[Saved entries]
───

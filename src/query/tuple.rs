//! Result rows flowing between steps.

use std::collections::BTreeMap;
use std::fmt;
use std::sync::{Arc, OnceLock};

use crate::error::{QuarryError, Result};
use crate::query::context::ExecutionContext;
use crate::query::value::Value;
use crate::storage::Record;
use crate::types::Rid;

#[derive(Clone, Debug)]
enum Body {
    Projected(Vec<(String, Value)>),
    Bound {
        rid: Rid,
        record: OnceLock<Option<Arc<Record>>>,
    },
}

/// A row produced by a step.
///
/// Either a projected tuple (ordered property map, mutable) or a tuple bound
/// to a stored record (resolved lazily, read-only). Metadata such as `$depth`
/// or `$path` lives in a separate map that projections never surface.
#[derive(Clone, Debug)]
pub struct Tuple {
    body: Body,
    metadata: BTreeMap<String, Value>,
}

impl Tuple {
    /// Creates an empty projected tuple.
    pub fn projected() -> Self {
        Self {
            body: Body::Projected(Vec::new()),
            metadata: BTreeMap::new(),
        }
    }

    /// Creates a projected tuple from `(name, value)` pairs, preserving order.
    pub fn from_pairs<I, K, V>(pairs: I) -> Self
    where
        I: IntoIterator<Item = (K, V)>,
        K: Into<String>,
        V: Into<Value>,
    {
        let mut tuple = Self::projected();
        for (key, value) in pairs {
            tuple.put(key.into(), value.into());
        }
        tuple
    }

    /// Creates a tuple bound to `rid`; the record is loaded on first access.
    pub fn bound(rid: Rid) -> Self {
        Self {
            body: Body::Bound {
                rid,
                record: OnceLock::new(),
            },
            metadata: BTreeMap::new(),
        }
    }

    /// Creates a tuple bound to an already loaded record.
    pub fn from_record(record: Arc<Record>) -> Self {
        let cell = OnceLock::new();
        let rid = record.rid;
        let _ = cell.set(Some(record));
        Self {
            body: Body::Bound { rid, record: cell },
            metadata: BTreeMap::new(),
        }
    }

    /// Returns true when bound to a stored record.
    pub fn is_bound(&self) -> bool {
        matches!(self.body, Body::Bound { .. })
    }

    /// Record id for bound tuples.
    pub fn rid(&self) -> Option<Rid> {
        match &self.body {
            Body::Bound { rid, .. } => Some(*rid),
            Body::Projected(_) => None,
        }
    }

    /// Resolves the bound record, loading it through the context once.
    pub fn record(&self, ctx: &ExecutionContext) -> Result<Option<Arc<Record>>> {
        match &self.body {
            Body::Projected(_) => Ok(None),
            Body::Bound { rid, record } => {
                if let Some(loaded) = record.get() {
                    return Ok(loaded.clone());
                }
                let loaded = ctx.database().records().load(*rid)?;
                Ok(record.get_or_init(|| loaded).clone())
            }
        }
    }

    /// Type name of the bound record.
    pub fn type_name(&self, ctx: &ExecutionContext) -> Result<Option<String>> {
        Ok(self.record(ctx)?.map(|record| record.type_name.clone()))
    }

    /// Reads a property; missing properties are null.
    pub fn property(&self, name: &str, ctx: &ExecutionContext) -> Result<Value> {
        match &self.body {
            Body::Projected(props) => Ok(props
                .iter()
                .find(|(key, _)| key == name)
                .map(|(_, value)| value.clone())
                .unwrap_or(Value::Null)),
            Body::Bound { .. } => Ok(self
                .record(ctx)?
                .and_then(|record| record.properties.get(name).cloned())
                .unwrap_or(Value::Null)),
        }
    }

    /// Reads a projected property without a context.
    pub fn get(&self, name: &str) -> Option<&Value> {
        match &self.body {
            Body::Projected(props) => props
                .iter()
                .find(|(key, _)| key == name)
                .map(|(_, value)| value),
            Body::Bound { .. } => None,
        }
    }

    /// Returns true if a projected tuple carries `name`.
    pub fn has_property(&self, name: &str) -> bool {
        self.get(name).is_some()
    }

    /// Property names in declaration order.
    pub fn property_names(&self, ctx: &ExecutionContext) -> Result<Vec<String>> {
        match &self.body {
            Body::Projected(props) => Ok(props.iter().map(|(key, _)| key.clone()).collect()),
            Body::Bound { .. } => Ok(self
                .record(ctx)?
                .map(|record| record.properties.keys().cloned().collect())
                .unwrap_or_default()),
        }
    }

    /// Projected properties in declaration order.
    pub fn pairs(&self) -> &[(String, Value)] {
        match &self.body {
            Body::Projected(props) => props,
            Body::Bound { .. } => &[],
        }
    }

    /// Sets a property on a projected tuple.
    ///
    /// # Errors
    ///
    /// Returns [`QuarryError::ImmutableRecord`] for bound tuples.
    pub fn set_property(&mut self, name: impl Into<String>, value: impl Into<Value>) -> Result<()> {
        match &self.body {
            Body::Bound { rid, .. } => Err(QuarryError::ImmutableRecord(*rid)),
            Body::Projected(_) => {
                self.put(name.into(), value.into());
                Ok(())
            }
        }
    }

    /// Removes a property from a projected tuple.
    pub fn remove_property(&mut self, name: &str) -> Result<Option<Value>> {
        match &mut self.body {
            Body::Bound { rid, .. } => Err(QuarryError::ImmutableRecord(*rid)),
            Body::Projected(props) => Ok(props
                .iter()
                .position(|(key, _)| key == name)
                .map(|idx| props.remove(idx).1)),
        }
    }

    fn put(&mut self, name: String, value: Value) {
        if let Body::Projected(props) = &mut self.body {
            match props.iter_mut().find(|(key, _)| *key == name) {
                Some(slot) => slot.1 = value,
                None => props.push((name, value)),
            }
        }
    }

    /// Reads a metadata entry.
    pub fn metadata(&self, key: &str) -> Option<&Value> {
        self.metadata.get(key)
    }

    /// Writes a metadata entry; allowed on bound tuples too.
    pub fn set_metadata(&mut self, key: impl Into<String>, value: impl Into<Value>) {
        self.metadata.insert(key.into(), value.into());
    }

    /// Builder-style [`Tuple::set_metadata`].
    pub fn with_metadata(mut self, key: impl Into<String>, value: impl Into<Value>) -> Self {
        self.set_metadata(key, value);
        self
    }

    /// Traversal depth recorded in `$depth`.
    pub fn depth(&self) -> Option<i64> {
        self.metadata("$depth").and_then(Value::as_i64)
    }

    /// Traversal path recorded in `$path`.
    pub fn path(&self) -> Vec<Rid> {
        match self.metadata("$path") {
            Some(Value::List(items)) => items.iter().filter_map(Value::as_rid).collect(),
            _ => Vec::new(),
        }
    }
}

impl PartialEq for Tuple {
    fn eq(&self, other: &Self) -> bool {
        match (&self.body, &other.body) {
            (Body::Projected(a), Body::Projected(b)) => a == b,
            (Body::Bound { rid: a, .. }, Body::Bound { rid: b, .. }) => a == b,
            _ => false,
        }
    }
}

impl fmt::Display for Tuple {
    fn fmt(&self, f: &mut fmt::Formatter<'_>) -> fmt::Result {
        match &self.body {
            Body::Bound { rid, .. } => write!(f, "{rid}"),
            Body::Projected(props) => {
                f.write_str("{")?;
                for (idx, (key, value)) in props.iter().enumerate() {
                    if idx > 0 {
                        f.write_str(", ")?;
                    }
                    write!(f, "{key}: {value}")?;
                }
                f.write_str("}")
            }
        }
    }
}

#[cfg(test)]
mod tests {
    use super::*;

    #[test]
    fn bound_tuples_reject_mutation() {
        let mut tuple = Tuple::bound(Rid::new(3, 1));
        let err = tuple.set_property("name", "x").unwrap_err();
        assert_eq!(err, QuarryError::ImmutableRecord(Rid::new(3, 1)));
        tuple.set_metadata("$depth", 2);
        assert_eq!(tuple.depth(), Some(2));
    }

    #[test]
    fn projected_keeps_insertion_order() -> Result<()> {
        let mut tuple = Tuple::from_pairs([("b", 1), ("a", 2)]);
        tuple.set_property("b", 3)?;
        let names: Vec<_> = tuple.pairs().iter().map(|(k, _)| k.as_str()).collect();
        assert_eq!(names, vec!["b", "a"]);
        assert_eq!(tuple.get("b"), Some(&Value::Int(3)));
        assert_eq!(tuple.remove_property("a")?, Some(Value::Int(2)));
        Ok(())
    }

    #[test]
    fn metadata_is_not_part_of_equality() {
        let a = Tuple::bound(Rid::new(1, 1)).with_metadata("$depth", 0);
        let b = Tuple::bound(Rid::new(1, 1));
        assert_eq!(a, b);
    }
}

───

All lines above containing the string "cloned": copy each one.

#### Problem solution
                .and_then(|record| record.properties.get(name).cloned())
                .map(|record| record.properties.keys().cloned().collect())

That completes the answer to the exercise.